Here are some of my current and recent projects and activities:
- Preservation of knowledge & data – I'm part of the Caltech Digital Library Development team, have been active in community efforts such as Data Together, and researched decentralized content-addressed networks.
CASICS – Comprehensive and Automated
Software Inventory Creation System, a way to catalog software by leveraging ontologies and machine learning. This has produced numerous reusable software modules:
- Nostril, Python module that infers whether a given short string of characters is likely to be random gibberish or something meaningful.
- Dassie, a database of the subject term hierarchies found in the Library of Congress Subject Headings (LCSH).
- Spiral, a library of functions for splitting class names, function names and other identifiers found in source code files.

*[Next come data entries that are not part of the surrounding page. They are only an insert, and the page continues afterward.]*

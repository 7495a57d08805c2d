//! Tests for the wavelet transform and ridge extraction.

use std::f64::consts::PI;

use super::*;

fn cosine(n: usize, dt: f64, period: f64, amplitude: f64) -> Vec<f64> {
    (0..n)
        .map(|i| amplitude * (2.0 * PI * i as f64 * dt / period).cos())
        .collect()
}

fn analyzer(dt: f64, t_min: f64, t_max: f64, n_periods: usize, n: usize) -> WaveletAnalyzer {
    WaveletAnalyzer::new(PeriodGrid::new(t_min, t_max, n_periods).unwrap(), dt, n)
}

/// Smallest angular distance between two phases.
fn phase_distance(a: f64, b: f64) -> f64 {
    let d = (a - b).rem_euclid(2.0 * PI);
    d.min(2.0 * PI - d)
}

// ============================================================================
// Period grid
// ============================================================================

#[test]
fn test_grid_is_geometric_with_exact_endpoints() {
    let grid = PeriodGrid::new(2.0, 32.0, 5).unwrap();
    assert_eq!(grid.len(), 5);
    assert_eq!(grid.t_min(), 2.0);
    assert_eq!(grid.t_max(), 32.0);
    let expected = [2.0, 4.0, 8.0, 16.0, 32.0];
    for (p, e) in grid.periods().iter().zip(expected) {
        assert!((p - e).abs() < 1e-12, "{p} vs {e}");
    }
}

#[test]
fn test_grid_strictly_increasing() {
    let grid = PeriodGrid::new(3.0, 40.0, 100).unwrap();
    for pair in grid.periods().windows(2) {
        assert!(pair[1] > pair[0]);
    }
}

#[test]
fn test_grid_single_period() {
    let grid = PeriodGrid::new(2.0, 8.0, 1).unwrap();
    assert_eq!(grid.periods(), &[2.0]);
}

#[test]
fn test_grid_rejects_bad_ranges() {
    assert!(PeriodGrid::new(8.0, 8.0, 4).is_err());
    assert!(PeriodGrid::new(0.0, 8.0, 4).is_err());
    assert!(PeriodGrid::new(2.0, 8.0, 0).is_err());
}

#[test]
fn test_grid_contains() {
    let grid = PeriodGrid::new(2.0, 8.0, 3).unwrap();
    assert!(grid.contains(4.0));
    assert!(!grid.contains(5.0));
}

// ============================================================================
// Filter bank
// ============================================================================

#[test]
fn test_scale_from_period_fourier_factor() {
    // w0 = 2pi puts the scale just above the period
    let factor = scale_from_period(1.0);
    assert!(factor > 1.0 && factor < 1.02, "factor {factor}");
    assert!((scale_from_period(10.0) - 10.0 * factor).abs() < 1e-12);
}

#[test]
fn test_filter_bank_padding_avoids_wraparound() {
    let grid = PeriodGrid::new(2.0, 50.0, 10).unwrap();
    let bank = FilterBank::new(grid, 1.0, 100);
    // Largest kernel is capped at n - 1 samples on each side
    assert!(bank.fft_len() >= 100 + 99);
    assert!(bank.fft_len().is_power_of_two());
}

#[test]
fn test_filter_bank_coefficient_layout() {
    let n = 64;
    let grid = PeriodGrid::new(4.0, 16.0, 3).unwrap();
    let bank = FilterBank::new(grid, 1.0, n);
    let mut scratch = bank.scratch();
    let mut coefficients = Vec::new();
    bank.transform(&cosine(n, 1.0, 8.0, 1.0), &mut scratch, &mut coefficients);
    assert_eq!(coefficients.len(), 3 * n);
}

#[test]
fn test_impulse_response_is_kernel() {
    // The transform of a centered impulse is the kernel itself
    let n = 65;
    let grid = PeriodGrid::new(5.0, 6.0, 1).unwrap();
    let bank = FilterBank::new(grid, 1.0, n);
    let mut signal = vec![0.0; n];
    signal[32] = 1.0;

    let mut scratch = bank.scratch();
    let mut coefficients = Vec::new();
    bank.transform(&signal, &mut scratch, &mut coefficients);

    let scale = bank.scales()[0];
    let peak = coefficients[32];
    let expected = (1.0 / scale).sqrt() * PI.powf(-0.25);
    assert!((peak.re - expected).abs() < 1e-12);
    assert!(peak.im.abs() < 1e-12);
    // Symmetric envelope around the impulse
    assert!((coefficients[30].norm() - coefficients[34].norm()).abs() < 1e-12);
}

// ============================================================================
// Ridge helpers
// ============================================================================

#[test]
fn test_argmax_first_tie_breaks_to_smaller_index() {
    assert_eq!(argmax_first([1.0, 3.0, 3.0, 2.0]), Some((1, 3.0)));
    assert_eq!(argmax_first([5.0, 5.0]), Some((0, 5.0)));
    assert_eq!(argmax_first(std::iter::empty::<f64>()), None);
}

#[test]
fn test_wrap_phase_range() {
    // atan2(-0.0, -1.0) is exactly -pi, which must map to +pi
    assert_eq!(wrap_phase(-1.0, -0.0), PI);
    assert_eq!(wrap_phase(-1.0, 0.0), PI);
    assert!((wrap_phase(0.0, -1.0) + PI / 2.0).abs() < 1e-15);
    assert_eq!(wrap_phase(1.0, 0.0), 0.0);
}

#[test]
fn test_mask_samples() {
    let mut result = RidgeResult {
        phase: vec![0.1, 0.2, 0.3],
        period: vec![4.0, 4.0, 4.0],
        power: vec![1.0, 2.0, 3.0],
        amplitude: vec![0.5, 0.5, 0.5],
    };
    result.mask_samples(&[true, false, true]);
    assert_eq!(result.power[0], 1.0);
    assert!(result.phase[1].is_nan());
    assert!(result.period[1].is_nan());
    assert!(result.power[1].is_nan());
    assert!(result.amplitude[1].is_nan());
    assert_eq!(result.amplitude[2], 0.5);
}

// ============================================================================
// Analysis
// ============================================================================

#[test]
fn test_sinusoid_ridge_period_amplitude_phase() {
    let n = 256;
    let analyzer = analyzer(1.0, 4.0, 40.0, 80, n);
    let signal = cosine(n, 1.0, 10.0, 2.0);
    let ridge = analyzer.analyze(&signal).unwrap();

    assert_eq!(ridge.len(), n);
    for t in 64..192 {
        assert!(
            (ridge.period[t] - 10.0).abs() < 0.5,
            "t={t}: period {}",
            ridge.period[t]
        );
        assert!(
            (ridge.amplitude[t] - 2.0).abs() < 0.1,
            "t={t}: amplitude {}",
            ridge.amplitude[t]
        );
        let expected_phase = 2.0 * PI * t as f64 / 10.0;
        assert!(
            phase_distance(ridge.phase[t], expected_phase) < 0.2,
            "t={t}: phase {}",
            ridge.phase[t]
        );
    }
}

#[test]
fn test_sampling_interval_sets_period_units() {
    // Period 10 time units sampled every 0.5
    let n = 256;
    let analyzer = analyzer(0.5, 4.0, 40.0, 80, n);
    let ridge = analyzer.analyze(&cosine(n, 0.5, 10.0, 1.0)).unwrap();
    for t in 64..192 {
        assert!((ridge.period[t] - 10.0).abs() < 0.5);
    }
}

#[test]
fn test_ridge_follows_frequency_change() {
    let n = 200;
    let signal: Vec<f64> = (0..n)
        .map(|t| {
            let period = if t < 100 { 8.0 } else { 16.0 };
            (2.0 * PI * t as f64 / period).sin()
        })
        .collect();
    let analyzer = analyzer(1.0, 4.0, 32.0, 60, n);
    let ridge = analyzer.analyze(&signal).unwrap();

    assert!((ridge.period[50] - 8.0).abs() < 0.5, "{}", ridge.period[50]);
    assert!((ridge.period[150] - 16.0).abs() < 1.0, "{}", ridge.period[150]);
}

#[test]
fn test_outputs_stay_in_declared_ranges() {
    let n = 128;
    let grid = PeriodGrid::new(3.0, 30.0, 25).unwrap();
    let analyzer = WaveletAnalyzer::new(grid.clone(), 1.0, n);
    let signal: Vec<f64> = (0..n)
        .map(|t| (t as f64 * 0.37).sin() + 0.5 * (t as f64 * 0.11).cos() + 0.01 * t as f64)
        .collect();
    let ridge = analyzer.analyze(&signal).unwrap();

    for t in 0..n {
        assert!(ridge.phase[t] > -PI && ridge.phase[t] <= PI);
        assert!(grid.contains(ridge.period[t]));
        assert!(ridge.power[t] >= 0.0);
        assert!(ridge.amplitude[t] >= 0.0);
    }
}

#[test]
fn test_ridge_matches_spectrum_argmax() {
    let n = 96;
    let analyzer = analyzer(1.0, 3.0, 24.0, 20, n);
    let signal: Vec<f64> = (0..n)
        .map(|t| (t as f64 * 0.5).sin() * (1.0 + t as f64 / 50.0))
        .collect();
    let ridge = analyzer.analyze(&signal).unwrap();
    let spectrum = analyzer.spectrum(&signal).unwrap();

    for t in 0..n {
        let (j, power) = argmax_first((0..20).map(|j| spectrum.power_at(j, t))).unwrap();
        assert_eq!(ridge.period[t], spectrum.periods[j]);
        assert!((ridge.power[t] - power).abs() <= 1e-12 * power.max(1.0));
    }
}

#[test]
fn test_constant_series_is_degenerate() {
    let n = 10;
    let analyzer = analyzer(1.0, 2.0, 8.0, 4, n);
    for value in [1.0, 0.1, -42.5, 0.0] {
        let ridge = analyzer.analyze(&vec![value; n]).unwrap();
        assert!(ridge.is_degenerate());
        assert!(ridge.power.iter().all(|&p| p == 0.0));
        assert!(ridge.amplitude.iter().all(|&a| a == 0.0));
        assert!(ridge.phase.iter().all(|p| p.is_nan()));
    }
    assert!(is_constant(&[3.0; 5]));
    assert!(!is_constant(&[3.0, 3.0, 3.1]));
}

#[test]
fn test_constant_series_spectrum_is_zero() {
    let analyzer = analyzer(1.0, 2.0, 8.0, 4, 16);
    let spectrum = analyzer.spectrum(&[2.0; 16]).unwrap();
    assert_eq!(spectrum.power.len(), 4 * 16);
    assert!(spectrum.power.iter().all(|&p| p == 0.0));
}

#[test]
fn test_non_finite_input_is_pixel_error() {
    let analyzer = analyzer(1.0, 2.0, 8.0, 4, 8);
    let mut signal = vec![1.0, 2.0, 3.0, 4.0, 3.0, 2.0, 1.0, 0.0];
    signal[5] = f64::NAN;
    assert_eq!(
        analyzer.analyze(&signal),
        Err(PixelError::NonFiniteInput { sample: 5 })
    );
    signal[5] = f64::INFINITY;
    assert!(analyzer.analyze(&signal).is_err());
}

#[test]
fn test_workspace_reuse_is_deterministic() {
    let n = 64;
    let analyzer = analyzer(1.0, 4.0, 20.0, 12, n);
    let a = cosine(n, 1.0, 7.0, 1.0);
    let b = cosine(n, 1.0, 13.0, 3.0);

    let mut workspace = analyzer.workspace();
    let first = analyzer.analyze_with(&a, &mut workspace).unwrap();
    let _ = analyzer.analyze_with(&b, &mut workspace).unwrap();
    let again = analyzer.analyze_with(&a, &mut workspace).unwrap();
    assert_eq!(first, again);
}

#[test]
fn test_single_sample_series() {
    let analyzer = analyzer(1.0, 2.0, 8.0, 4, 1);
    let ridge = analyzer.analyze(&[5.0]).unwrap();
    assert_eq!(ridge.len(), 1);
    assert!(ridge.is_degenerate());
}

SBML – A community standard format for exchanging computational models in biology. In addition to SBML specifications, some of the notable open-source software I co-developed include the following:
- MOCCASIN, a program to convert certain classes of MATLAB ODE-based models into SBML. It does not require MATLAB. Some of its innovations include a Python-based parser for MATLAB.
- SBML Test Suite. This includes a Test Runner written in Java with the SWT GUI widgets and bundled as a self-contained desktop app.
- libSBML, an API library for reading, writing, manipulating, and validating SBML files and data streams in many languages including C++, Java, MATLAB, Python, R and others.
- COMBINE – The COmputational Modeling in BIology NEtwork, a community group to help coordinate the development of standards and resources for computational modeling in biology.